= Disability abuse =

Form of abuse

Disability abuse is when a person with a disability is abused physically, financially, sexually and/or psychologically due to the person being disabled. This type of abuse has also been considered a hate crime. The abuse is not limited to those who are visibly disabled or physically deformed, but also includes those with learning, intellectual and developmental disabilities or mental illnesses.

== Risk factors for abuse ==
According to the World Health Organization (WHO), disabled people make up around 15% of the world's population. Disabled children are three times more likely to face violence than non-disabled children, and there is an approximate 50% increased risk of experiencing violence for adults with mental health conditions.

Disabled people are easy targets for predators as they may not have the resources or abilities to escape an abusive situation or communicate about the occurrences. Hard of hearing persons are placed at twice the risk for neglect and emotional abuse in comparison to other disabilities and nearly four times in regards to physical abuse.
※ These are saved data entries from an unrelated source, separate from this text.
// Unitex text files: UTF-16LE with a byte-order mark, or UTF-8.

use std::fs;
use std::path::Path;

use crate::CoreError;

const UTF16LE_BOM: [u8; 2] = [0xFF, 0xFE];
const UTF8_BOM: [u8; 3] = [0xEF, 0xBB, 0xBF];

/// Encoding detected when reading a text file, reused when writing results.
#[derive(Debug, Clone, Copy, PartialEq, Eq, Default)]
pub enum Encoding {
    /// UTF-16 little endian preceded by `FF FE` (the native Unitex format).
    #[default]
    Utf16Le,
    /// UTF-8, with or without a leading BOM. Written back without a BOM.
    Utf8,
}

/// Decode the raw content of a Unitex text file.
///
/// A `FF FE` prefix selects UTF-16LE; anything else is read as UTF-8
/// (an optional UTF-8 BOM is skipped).
pub fn decode_text(bytes: &[u8]) -> Result<(String, Encoding), CoreError> {
    if let Some(body) = bytes.strip_prefix(&UTF16LE_BOM) {
        if body.len() % 2 != 0 {
            return Err(CoreError::OddLength(body.len()));
        }
        let units: Vec<u16> = body
            .chunks_exact(2)
            .map(|pair| u16::from_le_bytes([pair[0], pair[1]]))
            .collect();
        return Ok((String::from_utf16(&units)?, Encoding::Utf16Le));
    }
    let body = bytes.strip_prefix(&UTF8_BOM).unwrap_or(bytes);
    Ok((String::from_utf8(body.to_vec())?, Encoding::Utf8))
}

/// Encode `text` for writing, prefixed with the BOM of `encoding` if it has one.
pub fn encode_text(text: &str, encoding: Encoding) -> Vec<u8> {
    match encoding {
        Encoding::Utf16Le => {
            let mut out = Vec::with_capacity(2 + text.len() * 2);
            out.extend_from_slice(&UTF16LE_BOM);
            for unit in text.encode_utf16() {
                out.extend_from_slice(&unit.to_le_bytes());
            }
            out
        }
        Encoding::Utf8 => text.as_bytes().to_vec(),
    }
}

/// Read and decode a whole text file.
pub fn read_text(path: impl AsRef<Path>) -> Result<(String, Encoding), CoreError> {
    let bytes = fs::read(path)?;
    decode_text(&bytes)
}
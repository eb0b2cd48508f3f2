//! Route table storage
//!
//! This module provides the `RouteEntry` record and the `RouteTable` that owns
//! all registered entries, indexed by exact path and by name.

use crate::{DuplicateField, NavigationError, Result};
use std::collections::HashMap;

/// A registered mapping from a path string to a view
///
/// `K` is the opaque view-factory key chosen by the host; the router never
/// inspects it, it only hands it back on activation.
#[derive(Clone, Debug, PartialEq, Eq)]
pub struct RouteEntry<K> {
    path: String,
    name: String,
    view: K,
}

impl<K> RouteEntry<K> {
    /// Create a new route entry
    pub fn new(path: impl Into<String>, name: impl Into<String>, view: K) -> Self {
        Self {
            path: path.into(),
            name: name.into(),
            view,
        }
    }

    #[inline]
    pub fn path(&self) -> &str {
        &self.path
    }

    #[inline]
    pub fn name(&self) -> &str {
        &self.name
    }

    /// The view-factory key this route activates
    #[inline]
    pub fn view(&self) -> &K {
        &self.view
    }
}

/// Ordered route table with path and name indices
///
/// Entries keep their registration order. Lookups are exact string matches:
/// `/test` and `/test/` are different paths.
#[derive(Clone, Debug)]
pub(crate) struct RouteTable<K> {
    entries: Vec<RouteEntry<K>>,
    by_path: HashMap<String, usize>,
    by_name: HashMap<String, usize>,
}

impl<K> Default for RouteTable<K> {
    fn default() -> Self {
        Self {
            entries: Vec::new(),
            by_path: HashMap::new(),
            by_name: HashMap::new(),
        }
    }
}

impl<K> RouteTable<K> {
    /// Insert an entry, rejecting invalid paths and duplicate paths or names
    ///
    /// On error the table is left untouched.
    pub fn insert(&mut self, entry: RouteEntry<K>) -> Result<usize> {
        if !entry.path.starts_with('/') {
            return Err(NavigationError::InvalidPath(entry.path));
        }
        if self.by_path.contains_key(&entry.path) {
            return Err(NavigationError::DuplicateRoute {
                field: DuplicateField::Path,
                value: entry.path,
            });
        }
        if self.by_name.contains_key(&entry.name) {
            return Err(NavigationError::DuplicateRoute {
                field: DuplicateField::Name,
                value: entry.name,
            });
        }

        let index = self.entries.len();
        self.by_path.insert(entry.path.clone(), index);
        self.by_name.insert(entry.name.clone(), index);
        self.entries.push(entry);
        Ok(index)
    }

    #[inline]
    pub fn index_of_path(&self, path: &str) -> Option<usize> {
        self.by_path.get(path).copied()
    }

    #[inline]
    pub fn index_of_name(&self, name: &str) -> Option<usize> {
        self.by_name.get(name).copied()
    }

    #[inline]
    pub fn get(&self, index: usize) -> Option<&RouteEntry<K>> {
        self.entries.get(index)
    }

    #[inline]
    pub fn entries(&self) -> &[RouteEntry<K>] {
        &self.entries
    }

    #[inline]
    pub fn len(&self) -> usize {
        self.entries.len()
    }
}
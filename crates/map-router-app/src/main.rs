#![cfg_attr(not(debug_assertions), windows_subsystem = "windows")] // hide console window on Windows in release

fn main() {
    #[cfg(not(target_arch = "wasm32"))]
    map_router_app::run_native();
}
Abuse can occur in multiple ways, most commonly seen as physical, emotional, or sexual. Those in the disability population tend to be at higher risk due to lacking skills to protect themselves. Examples include: deficits in communication, limited social environment, disempowerment, and intimate contact required for hygiene dependency.  Further, as there can be tendencies for caretakers to overprotect individuals during their youth, they can more easily be exploited due to a lack of preparation. In facets such as school there is often a lack of efficient sex education for disabled youth and in combination of improper training for professionals working with these children, risks increase. Notably there also tends to be overlap between abuse and neglect as childhood care often results in full dependency on care providers due to need for assistance throughout daily activities.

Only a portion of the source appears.